The full set of records must be printed exactly as given.

'''

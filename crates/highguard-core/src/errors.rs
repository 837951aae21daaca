//! Reject reasons and structural errors.
//!
//! Expected precondition failures are data, not errors: validation reports
//! them as `RejectReason` values without unwinding and without any state
//! change. `EngineError` covers structural failures only (malformed input,
//! unknown references).

use serde::{Deserialize, Serialize};
use thiserror::Error;

use crate::enums::AmmoKind;
use crate::types::{CombatantId, SessionId};

/// Stable reason code for a rejected command.
#[derive(Debug, Clone, Copy, PartialEq, Eq, Serialize, Deserialize)]
pub enum RejectReason {
    /// It is not the sender's turn.
    NotYourTurn,
    /// The sender already acted this round.
    AlreadyActed,
    /// No such weapon is fitted, or the weapon cannot perform this action.
    NoWeapon,
    /// The weapon cannot engage at the current range band.
    OutOfRange,
    /// Not enough ammunition of the required kind.
    InsufficientAmmo { kind: AmmoKind },
    /// The referenced target does not exist (or is already gone).
    NoTarget,
    /// Hull is full and no critical effects remain to repair.
    NothingToRepair,
    /// The session is not accepting actions (awaiting players or ended).
    SessionNotActive,
    /// The action failed unexpectedly during execution; state is unchanged.
    ExecutionFailed,
}

impl RejectReason {
    /// Stable wire code (e.g. `insufficient_missiles`), the form
    /// collaborators localize or branch on.
    pub fn code(&self) -> String {
        match self {
            RejectReason::NotYourTurn => "not_your_turn".to_string(),
            RejectReason::AlreadyActed => "already_acted".to_string(),
            RejectReason::NoWeapon => "no_weapon".to_string(),
            RejectReason::OutOfRange => "out_of_range".to_string(),
            RejectReason::InsufficientAmmo { kind } => {
                format!("insufficient_{}", kind.code())
            }
            RejectReason::NoTarget => "no_target".to_string(),
            RejectReason::NothingToRepair => "nothing_to_repair".to_string(),
            RejectReason::SessionNotActive => "session_not_active".to_string(),
            RejectReason::ExecutionFailed => "execution_failed".to_string(),
        }
    }
}

/// Outcome of command validation.
#[derive(Debug, Clone, Copy, PartialEq, Eq)]
pub struct ValidationOutcome {
    pub valid: bool,
    pub reason: Option<RejectReason>,
}

impl ValidationOutcome {
    /// All preconditions hold.
    pub fn ok() -> Self {
        Self {
            valid: true,
            reason: None,
        }
    }

    /// A precondition failed.
    pub fn reject(reason: RejectReason) -> Self {
        Self {
            valid: false,
            reason: Some(reason),
        }
    }
}

/// Structural failures — malformed input or unknown references.
#[derive(Debug, Clone, PartialEq, Eq, Error)]
pub enum EngineError {
    /// Dice notation did not match `NdM` (with optional flat modifier).
    #[error("invalid dice notation: {0:?}")]
    InvalidNotation(String),
    #[error("unknown session {0:?}")]
    SessionNotFound(SessionId),
    #[error("no weapon fitted at index {0}")]
    UnknownWeapon(usize),
    #[error("combatant {0:?} is not a participant in this session")]
    NotAParticipant(CombatantId),
    #[error("no command to undo")]
    NothingToUndo,
    #[error("no command to redo")]
    NothingToRedo,
}
//! Core types and definitions for the HIGHGUARD combat core.
//!
//! This crate defines the vocabulary shared across all other crates:
//! identifiers, enums, inbound commands, outbound events, reject codes,
//! rules data, ship reference data, and snapshot views. It has no
//! dependency on the engine or any runtime framework.

pub mod commands;
pub mod enums;
pub mod errors;
pub mod events;
pub mod rules;
pub mod ship;
pub mod state;
pub mod types;

#[cfg(test)]
mod tests;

'''

### Worked solution
filename crates/highguard-core/src/errors.rs
repository 837951aae21daaca
//! Reject reasons and structural errors.
//!
//! Expected precondition failures are data, not errors: validation reports
//! them as `RejectReason` values without unwinding and without any state
//! change. `EngineError` covers structural failures only (malformed input,
//! unknown references).

use serde::{Deserialize, Serialize};
use thiserror::Error;

use crate::enums::AmmoKind;
use crate::types::{CombatantId, SessionId};

/// Stable reason code for a rejected command.
#[derive(Debug, Clone, Copy, PartialEq, Eq, Serialize, Deserialize)]
pub enum RejectReason {
    /// It is not the sender's turn.
    NotYourTurn,
    /// The sender already acted this round.
    AlreadyActed,
    /// No such weapon is fitted, or the weapon cannot perform this action.
    NoWeapon,
    /// The weapon cannot engage at the current range band.
    OutOfRange,
    /// Not enough ammunition of the required kind.
    InsufficientAmmo { kind: AmmoKind },
    /// The referenced target does not exist (or is already gone).
    NoTarget,
    /// Hull is full and no critical effects remain to repair.
    NothingToRepair,
    /// The session is not accepting actions (awaiting players or ended).
    SessionNotActive,
    /// The action failed unexpectedly during execution; state is unchanged.
    ExecutionFailed,
}

impl RejectReason {
    /// Stable wire code (e.g. `insufficient_missiles`), the form
    /// collaborators localize or branch on.
    pub fn code(&self) -> String {
        match self {
            RejectReason::NotYourTurn => "not_your_turn".to_string(),
            RejectReason::AlreadyActed => "already_acted".to_string(),
            RejectReason::NoWeapon => "no_weapon".to_string(),
            RejectReason::OutOfRange => "out_of_range".to_string(),
            RejectReason::InsufficientAmmo { kind } => {
                format!("insufficient_{}", kind.code())
            }
            RejectReason::NoTarget => "no_target".to_string(),
            RejectReason::NothingToRepair => "nothing_to_repair".to_string(),
            RejectReason::SessionNotActive => "session_not_active".to_string(),
            RejectReason::ExecutionFailed => "execution_failed".to_string(),
        }
    }
}

/// Outcome of command validation.
#[derive(Debug, Clone, Copy, PartialEq, Eq)]
pub struct ValidationOutcome {
    pub valid: bool,
    pub reason: Option<RejectReason>,
}

impl ValidationOutcome {
    /// All preconditions hold.
    pub fn ok() -> Self {
        Self {
            valid: true,
            reason: None,
        }
    }

    /// A precondition failed.
    pub fn reject(reason: RejectReason) -> Self {
        Self {
            valid: false,
            reason: Some(reason),
        }
    }
}

/// Structural failures — malformed input or unknown references.
#[derive(Debug, Clone, PartialEq, Eq, Error)]
pub enum EngineError {
    /// Dice notation did not match `NdM` (with optional flat modifier).
    #[error("invalid dice notation: {0:?}")]
    InvalidNotation(String),
    #[error("unknown session {0:?}")]
    SessionNotFound(SessionId),
    #[error("no weapon fitted at index {0}")]
    UnknownWeapon(usize),
    #[error("combatant {0:?} is not a participant in this session")]
    NotAParticipant(CombatantId),
    #[error("no command to undo")]
    NothingToUndo,
    #[error("no command to redo")]
    NothingToRedo,
}
//! Core types and definitions for the HIGHGUARD combat core.
//!
//! This crate defines the vocabulary shared across all other crates:
//! identifiers, enums, inbound commands, outbound events, reject codes,
//! rules data, ship reference data, and snapshot views. It has no
//! dependency on the engine or any runtime framework.

pub mod commands;
pub mod enums;
pub mod errors;
pub mod events;
pub mod rules;
pub mod ship;
pub mod state;
pub mod types;

#[cfg(test)]
mod tests;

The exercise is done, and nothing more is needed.